Ask HN: language choice for an iOS SDK in 2018 - alfageme
During last year, after long and controversial discussions, our iOS team finally agreed to do a full rewrite of our main library.<p>One of our managers got in touch with a freelance iOS architect to do some consulting on the side while the SDK project gets in initial design and development stages.<p>Said architect has quite some experience with objC (+10 years) so his language of choice for every discussion. However, the whole team (~3 devs.) is still skeptic on whether to use Swift or its predecessor to start from scratch. The implications of keeping objC. as our library&#x27;s main language could mean longer development times and less adoption (being an OSS project we also want users to get on board and contribute).<p>Which language would HN choose? Which reasons would you guys give to some experienced architect to try out Apple&#x27;s newer language?
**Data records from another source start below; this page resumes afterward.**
//! Declarative (DLT) pipeline provisioning.

use super::common::{
    assign_object_permissions, prepare_workload, unprovision_workload, workspace_link,
};
use super::{ProvisionOutcome, ProvisioningContext};
use crate::models::{
    InfoEntry, PipelineDefinition, PipelineNotification, PipelineSpecific, ProvisioningInfo,
    ResourceKind, SecuredObject,
};
use crate::orchestration::upsert::UpsertResolver;
use crate::problem::OpResult;
use crate::validation::ValidatedRequest;
use serde_json::json;
use tracing::instrument;

#[instrument(skip_all, fields(component_id = %request.component.id, pipeline = %spec.pipeline_name))]
pub async fn provision(
    ctx: &ProvisioningContext,
    request: &ValidatedRequest,
    spec: &PipelineSpecific,
) -> OpResult<ProvisionOutcome> {
    let target = prepare_workload(ctx, request, spec).await?;
    let session = target.session.as_ref();
    let scope = format!("workspace '{}'", target.workspace.name);

    let definition = pipeline_definition(spec);
    let pipelines = session.pipelines();
    let outcome = UpsertResolver::new(pipelines.as_ref(), ResourceKind::Pipeline, &scope)
        .upsert(&spec.pipeline_name, &definition)
        .await?;

    let permissions = &ctx.config.permissions;
    assign_object_permissions(
        session,
        &SecuredObject::Pipeline(outcome.reference.id.clone()),
        request,
        &permissions.pipeline,
    )
    .await?;
    assign_object_permissions(
        session,
        &SecuredObject::Repository(target.repository.id.clone()),
        request,
        &permissions.repository,
    )
    .await?;

    let pipeline_url = format!(
        "{}/#joblist/pipelines/{}",
        target.workspace.url(),
        outcome.reference.id
    );
    let mut info = ProvisioningInfo::new();
    info.insert("workspaceURL".to_string(), workspace_link(&target.workspace));
    info.insert(
        "pipelineURL".to_string(),
        InfoEntry::link("Pipeline URL", spec.pipeline_name.clone(), pipeline_url),
    );

    Ok(ProvisionOutcome::provisioned(
        outcome.reference.id,
        format!(
            "DLT pipeline '{}' provisioned in workspace '{}'",
            spec.pipeline_name, target.workspace.name
        ),
        info,
    ))
}

#[instrument(skip_all, fields(component_id = %request.component.id, pipeline = %spec.pipeline_name))]
pub async fn unprovision(
    ctx: &ProvisioningContext,
    request: &ValidatedRequest,
    spec: &PipelineSpecific,
) -> OpResult<ProvisionOutcome> {
    unprovision_workload(
        ctx,
        request,
        spec,
        ResourceKind::Pipeline,
        &spec.pipeline_name,
        |session| session.pipelines(),
    )
    .await
}

/// Library paths are relative to the repository
pub fn pipeline_definition(spec: &PipelineSpecific) -> PipelineDefinition {
    let in_repo = |path: &String| format!("{}/{}", spec.repo_path.trim_end_matches('/'), path.trim_start_matches('/'));
    let cluster = &spec.cluster;

    let mut cluster_value = json!({
        "label": "default",
        "autoscale": {
            "min_workers": cluster.min_workers,
            "max_workers": cluster.max_workers,
            "mode": "ENHANCED",
        },
        "node_type_id": cluster.worker_type,
        "driver_node_type_id": cluster.driver_type,
        "spark_conf": cluster.spark_conf,
        "custom_tags": cluster.tags,
    });
    if let Some(policy) = &cluster.policy_id {
        cluster_value["policy_id"] = json!(policy);
    }

    PipelineDefinition {
        name: spec.pipeline_name.clone(),
        edition: spec.product_edition.to_uppercase(),
        channel: spec.channel.to_uppercase(),
        continuous: spec.continuous,
        photon: spec.photon,
        catalog: spec.catalog.clone(),
        target: spec.target.clone(),
        notebooks: spec.notebooks.iter().map(in_repo).collect(),
        files: spec.files.iter().map(in_repo).collect(),
        notifications: spec
            .notifications
            .iter()
            .map(|n| PipelineNotification {
                email: n.mail.clone(),
                alerts: n.alert.clone(),
            })
            .collect(),
        cluster: cluster_value,
    }
}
Would you say, in 2018 Swift is mature enough for this task?
======
roop
If your SDK is meant to be used as a binary framework or in any sort of
compiled form (which is probably unlikely because you say it's going to be
open source), I'd recommend Obj-C, because Swift's ABI is not stable yet.

If your SDK is meant to be used from source, I'd recommend Swift. I'd even say
you should prioritize providing a good Swift API over providing any Obj-C API
at all (so if the API would work best if it uses enums with associated values
or protocols with associated types, so be it, even if that means it can't be
used from Obj-C).

You have mentioned the downsides of picking Obj-C, and they are both valid.
There are no upsides to picking Obj-C though - Swift is more popular, and can
do anything Obj-C can do (because it can piggyback on the Obj-C runtime when
required), and do lots more that Obj-C can't do.

The biggest problems with Swift earlier were (1) Xcode crashing or being too
slow and (2) the language changing every year. Both are pretty much fixed now.

At this point, the only reason an Obj-C expert would stick to Obj-C is
familiarity - it's faster to code in a language you got to know well over many
years. That's however not a reason for _your_ SDK to be in Obj-C.

------
codesternews
In 2017 also you should choose Swift. Swift 4 ABI is very stable(hopefully, I
know they are messing some core things with Swift 5 but... ah)

Swift is great language. Apple is also moving their inbuilt apps and
frameworks to Swift. No doubt objective-c is compatible but you should choose
Swift for sure in 2018.

Reasons:

1) Preferred by apple.

2) Great Community.

3) You will find lots off tutorials and help (after iOS8 etc) in swift.

4) Great language adopted many modern language semantics.

5) It's Swift era.

No doubt, Objc is great language and I have worked many years in it. But when
you write the code in Swift language it feels really great and you will find
your code less buggy because of many feature provided by Swift (Swift compiler
assume you are dumb).

Go for Swift.

------
twobyfour
Not an iOS developer, so please excuse any incorrect details, but:

My understanding is that Swift and Objective-C can each be compiled together
with libraries that use the other language. So writing in one language doesn't
preclude use by users writing in the other language.

BUT you need to include header files for both. My company actually has to
ditch a third party SaaS last year because they'd written a new SDK and header
files were available only for Obj-C.